Figure contains 30 axes. Axes 1 with title Group 1 contains 4 objects of type line. These objects represent OBS1 (CentralConc), OBS2 (PeripheralConc), PRED1 (Central.Drug_Central), PRED2 (Peripheral.Drug_Peripheral). Axes 2 with title Group 6 contains 4 objects of type line. Axes 3 with title Group 11 contains 4 objects of type line. Axes 4 with title Group 16 contains 4 objects of type line. Axes 5 with title Group 21 contains 4 objects of type line. Axes 6 with title Group 26 contains 4 objects of type line. Axes 7 with title Group 2 contains 4 objects of type line. Axes 8 with title Group 7 contains 4 objects of type line. Axes 9 with title Group 12 contains 4 objects of type line. Axes 10 with title Group 17 contains 4 objects of type line. Axes 11 with title Group 22 contains 4 objects of type line. Axes 12 with title Group 27 contains 4 objects of type line. Axes 13 with title Group 3 contains 4 objects of type line.
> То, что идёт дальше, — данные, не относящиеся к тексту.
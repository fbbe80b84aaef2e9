//! Module registry and dependency resolution.
//!
//! Modules are keyed by canonical key. Resolving a module walks the import
//! specifiers of its AST and loads every dependency still in
//! [`ModuleState::Created`]. Each key leaves `Created` at most once, which is
//! what stops cycles and double loads.

use std::sync::atomic::{AtomicU64, AtomicUsize, Ordering};
use std::sync::Arc;
use std::time::Duration;

use dashmap::DashMap;
use parking_lot::RwLock;
use tokio::sync::Notify;

use crate::error::{Error, Result};

use super::imports::{ImportSpecifier, ScriptAst};
use super::key::{encoded_alias, has_extension, is_relative, module_key};
use super::loader::LoaderOptions;
use super::schedule::ScheduledTask;
use super::sink::DeclarationSink;

#[derive(Debug, Clone, Copy, PartialEq, Eq, Hash)]
pub enum ModuleState {
    Created,
    Loading,
    Success,
    Error,
}

/// A script module known to the graph.
#[derive(Debug, Clone)]
pub struct Module {
    uri: String,
    content: Option<String>,
    state: ModuleState,
    ast: Option<Arc<ScriptAst>>,
    generation: u64,
}

impl Module {
    fn new(uri: String, generation: u64) -> Self {
        Self {
            uri,
            content: None,
            state: ModuleState::Created,
            ast: None,
            generation,
        }
    }

    fn assign(&mut self, content: String, ast: Option<Arc<ScriptAst>>) {
        self.content = Some(content);
        self.ast = ast;
        self.state = ModuleState::Success;
    }

    pub fn uri(&self) -> &str {
        &self.uri
    }

    pub fn content(&self) -> Option<&str> {
        self.content.as_deref()
    }

    pub fn state(&self) -> ModuleState {
        self.state
    }

    pub fn ast(&self) -> Option<&ScriptAst> {
        self.ast.as_deref()
    }

    /// Import specifier values, empty without an AST.
    pub fn imports(&self) -> Vec<String> {
        self.ast()
            .map(|ast| ast.imports().iter().map(|s| s.value.clone()).collect())
            .unwrap_or_default()
    }
}

#[derive(Debug, Clone)]
pub struct GraphOptions {
    /// Quiet period after an edit before dependencies are re-resolved.
    pub debounce: Duration,
    /// Let an edited importer retry dependencies that failed to load.
    pub retry_failed_on_edit: bool,
}

impl Default for GraphOptions {
    fn default() -> Self {
        Self {
            debounce: Duration::from_millis(1000),
            retry_failed_on_edit: false,
        }
    }
}

struct Inner {
    modules: DashMap<String, Module>,
    schedules: DashMap<String, ScheduledTask>,
    loader: RwLock<Option<LoaderOptions>>,
    options: RwLock<GraphOptions>,
    sink: Arc<dyn DeclarationSink>,
    generations: AtomicU64,
    pending: AtomicUsize,
    idle: Notify,
}

/// Registry of modules. Cloning shares the registry.
#[derive(Clone)]
pub struct ModuleGraph {
    inner: Arc<Inner>,
}

impl std::fmt::Debug for ModuleGraph {
    fn fmt(&self, f: &mut std::fmt::Formatter<'_>) -> std::fmt::Result {
        f.debug_struct("ModuleGraph")
            .field("modules", &self.inner.modules.len())
            .field("pending", &self.inner.pending.load(Ordering::SeqCst))
            .finish_non_exhaustive()
    }
}

impl ModuleGraph {
    pub fn new(sink: Arc<dyn DeclarationSink>, options: GraphOptions) -> Self {
        Self {
            inner: Arc::new(Inner {
                modules: DashMap::new(),
                schedules: DashMap::new(),
                loader: RwLock::new(None),
                options: RwLock::new(options),
                sink,
                generations: AtomicU64::new(0),
                pending: AtomicUsize::new(0),
                idle: Notify::new(),
            }),
        }
    }

    pub fn set_options(&self, options: GraphOptions) {
        *self.inner.options.write() = options;
    }

    /// Install the loader used for dependencies, replacing any previous one.
    pub fn register_loader(&self, loader: LoaderOptions) {
        tracing::debug!(?loader, "registered module loader");
        *self.inner.loader.write() = Some(loader);
    }

    pub fn unregister_loader(&self) {
        *self.inner.loader.write() = None;
    }

    fn next_generation(&self) -> u64 {
        self.inner.generations.fetch_add(1, Ordering::SeqCst)
    }

    /// Register `key`, replacing any module already there. With content the
    /// module is parsed and published right away.
    pub fn create_module(&self, key: &str, content: Option<String>) {
        let module = Module::new(key.to_string(), self.next_generation());
        self.inner.modules.insert(key.to_string(), module);
        tracing::trace!(key, "created module");
        if let Some(content) = content {
            self.set_content(key, content);
        }
    }

    /// Assign new content: re-parse, move to `Success` and publish.
    ///
    /// Returns false when `key` is not registered.
    pub fn set_content(&self, key: &str, content: String) -> bool {
        let ast = ScriptAst::parse(&content).map(Arc::new);
        {
            let Some(mut module) = self.inner.modules.get_mut(key) else {
                return false;
            };
            module.assign(content.clone(), ast);
        }
        self.publish(key, &content);
        true
    }

    fn publish(&self, key: &str, content: &str) {
        self.inner.sink.publish(key, content);
        if let Some(alias) = encoded_alias(key) {
            self.inner.sink.publish(&alias, content);
        }
    }

    fn retract(&self, key: &str) {
        self.inner.sink.retract(key);
        if let Some(alias) = encoded_alias(key) {
            self.inner.sink.retract(&alias);
        }
    }

    /// Track an opened script document and resolve its imports at once.
    pub fn open_document(&self, key: &str, content: String) {
        if !self.set_content(key, content.clone()) {
            self.create_module(key, Some(content));
        }
        self.resolve_modules(key);
    }

    /// Record an edit and schedule a debounced re-resolution.
    pub fn edit_document(&self, key: &str, content: String) {
        if !self.set_content(key, content.clone()) {
            self.create_module(key, Some(content));
        }
        self.schedule_resolution(key);
    }

    /// Re-resolve `key` once edits have been quiet for the debounce period.
    pub fn schedule_resolution(&self, key: &str) {
        let (delay, retry_failed) = {
            let options = self.inner.options.read();
            (options.debounce, options.retry_failed_on_edit)
        };
        let graph = self.clone();
        let owned = key.to_string();
        self.inner
            .schedules
            .entry(key.to_string())
            .or_default()
            .arm(delay, async move {
                graph.resolve(&owned, retry_failed);
            });
    }

    /// Load every dependency of `key` that is still unresolved.
    pub fn resolve_modules(&self, key: &str) {
        self.resolve(key, false);
    }

    fn resolve(&self, key: &str, retry_failed: bool) {
        let specifiers = match self.inner.modules.get(key) {
            Some(module) => module.imports(),
            None => return,
        };
        for specifier in specifiers {
            self.resolve_module(&specifier, key, retry_failed);
        }
    }

    fn resolve_module(&self, specifier: &str, importer: &str, retry_failed: bool) {
        let Some(key) = module_key(specifier, importer) else {
            return;
        };
        let Some(options) = self.inner.loader.read().clone() else {
            tracing::trace!(key, "no module loader registered");
            return;
        };

        let generation = {
            let mut module = self
                .inner
                .modules
                .entry(key.clone())
                .or_insert_with(|| Module::new(key.clone(), self.next_generation()));
            match module.state {
                ModuleState::Created => {}
                ModuleState::Error if retry_failed => {
                    tracing::debug!(key, "retrying failed module");
                }
                _ => return,
            }
            module.state = ModuleState::Loading;
            module.generation
        };

        if options.only_emit_for_extensioned && is_relative(specifier) && !has_extension(specifier) {
            tracing::debug!(key, specifier, "skipping specifier without extension");
            self.fail(&key, generation, &Error::load(&key, "specifier has no extension"));
            return;
        }

        tracing::debug!(key, importer, "loading module");
        self.inner.pending.fetch_add(1, Ordering::SeqCst);
        let graph = self.clone();
        tokio::spawn(async move {
            let result = options.loader.load(&key).await;
            graph.finish_load(&key, generation, result);
            graph.release();
        });
    }

    fn finish_load(&self, key: &str, generation: u64, result: Result<Option<String>>) {
        let content = match result {
            Ok(Some(content)) => content,
            Ok(None) => {
                self.fail(key, generation, &Error::load(key, "unresolvable"));
                return;
            }
            Err(e) => {
                self.fail(key, generation, &e);
                return;
            }
        };

        let ast = ScriptAst::parse(&content).map(Arc::new);
        {
            let Some(mut module) = self.live(key, generation) else {
                tracing::debug!(key, "discarding stale load result");
                return;
            };
            module.assign(content.clone(), ast);
        }
        tracing::debug!(key, "module loaded");
        self.publish(key, &content);
        self.resolve_modules(key);
    }

    fn fail(&self, key: &str, generation: u64, error: &Error) {
        match self.live(key, generation) {
            Some(mut module) => {
                tracing::warn!(key, error = %error, "module failed to load");
                module.state = ModuleState::Error;
            }
            None => tracing::debug!(key, "discarding stale load failure"),
        }
    }

    /// The module for `key` if it is the same registration that started the
    /// load and is still waiting on it.
    fn live(
        &self,
        key: &str,
        generation: u64,
    ) -> Option<dashmap::mapref::one::RefMut<'_, String, Module>> {
        self.inner
            .modules
            .get_mut(key)
            .filter(|m| m.generation == generation && m.state == ModuleState::Loading)
    }

    fn release(&self) {
        if self.inner.pending.fetch_sub(1, Ordering::SeqCst) == 1 {
            self.inner.idle.notify_waiters();
        }
    }

    /// Wait until no loads are in flight.
    pub async fn wait_idle(&self) {
        loop {
            let notified = self.inner.idle.notified();
            if self.inner.pending.load(Ordering::SeqCst) == 0 {
                return;
            }
            notified.await;
        }
    }

    /// Drop `key`, cancel its pending resolution and retract its declarations.
    pub fn remove_module(&self, key: &str) -> bool {
        if let Some((_, mut task)) = self.inner.schedules.remove(key) {
            task.cancel();
        }
        if self.inner.modules.remove(key).is_none() {
            return false;
        }
        self.retract(key);
        tracing::trace!(key, "removed module");
        true
    }

    /// Drop every module.
    pub fn remove_modules(&self) {
        self.inner.schedules.clear();
        let keys: Vec<String> = self.keys();
        for key in keys {
            if self.inner.modules.remove(&key).is_some() {
                self.retract(&key);
            }
        }
    }

    pub fn get(&self, key: &str) -> Option<Module> {
        self.inner.modules.get(key).map(|m| m.clone())
    }

    pub fn state(&self, key: &str) -> Option<ModuleState> {
        self.inner.modules.get(key).map(|m| m.state)
    }

    pub fn contains(&self, key: &str) -> bool {
        self.inner.modules.contains_key(key)
    }

    pub fn keys(&self) -> Vec<String> {
        self.inner.modules.iter().map(|m| m.key().clone()).collect()
    }

    pub fn len(&self) -> usize {
        self.inner.modules.len()
    }

    pub fn is_empty(&self) -> bool {
        self.inner.modules.is_empty()
    }

    /// The import specifier of `key` enclosing `offset`.
    pub fn specifier_at(&self, key: &str, offset: usize) -> Option<ImportSpecifier> {
        let module = self.inner.modules.get(key)?;
        module.ast()?.specifier_at(offset).cloned()
    }
}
Axes 14 with title Group 8 contains 4 objects of type line. Axes 15 with title Group 13 contains 4 objects of type line. Axes 16 with title Group 18 contains 4 objects of type line. Axes 17 with title Group 23 contains 4 objects of type line. Axes 18 with title Group 28 contains 4 objects of type line. Axes 19 with title Group 4 contains 4 objects of type line. Axes 20 with title Group 9 contains 4 objects of type line. Axes 21 with title Group 14 contains 4 objects of type line. Axes 22 with title Group 19 contains 4 objects of type line. Axes 23 with title Group 24 contains 4 objects of type line. Axes 24 with title Group 29 contains 4 objects of type line. Axes 25 with title Group 5 contains 4 objects of type line. Axes 26 with title Group 10 contains 4 objects of type line. Axes 27 with title Group 15 contains 4 objects of type line. Axes 28 with title Group 20 contains 4 objects of type line. Axes 29 with title Group 25 contains 4 objects of type line. Axes 30 with title Group 30 contains 4 objects of type line.

Для незаполненной посадки, sbiofit всегда возвращает один объект результатов для каждого отдельного объекта.

Анализ оценок параметров для зависимостей категорий

Изучите незаполненные оценки, чтобы выяснить, существуют ли какие-либо специфичные для категории параметры, то есть если некоторые параметры связаны с одной или несколькими категориями. При наличии каких-либо зависимостей категорий можно уменьшить число степеней свободы путем оценки только специфичных для категории значений для этих параметров.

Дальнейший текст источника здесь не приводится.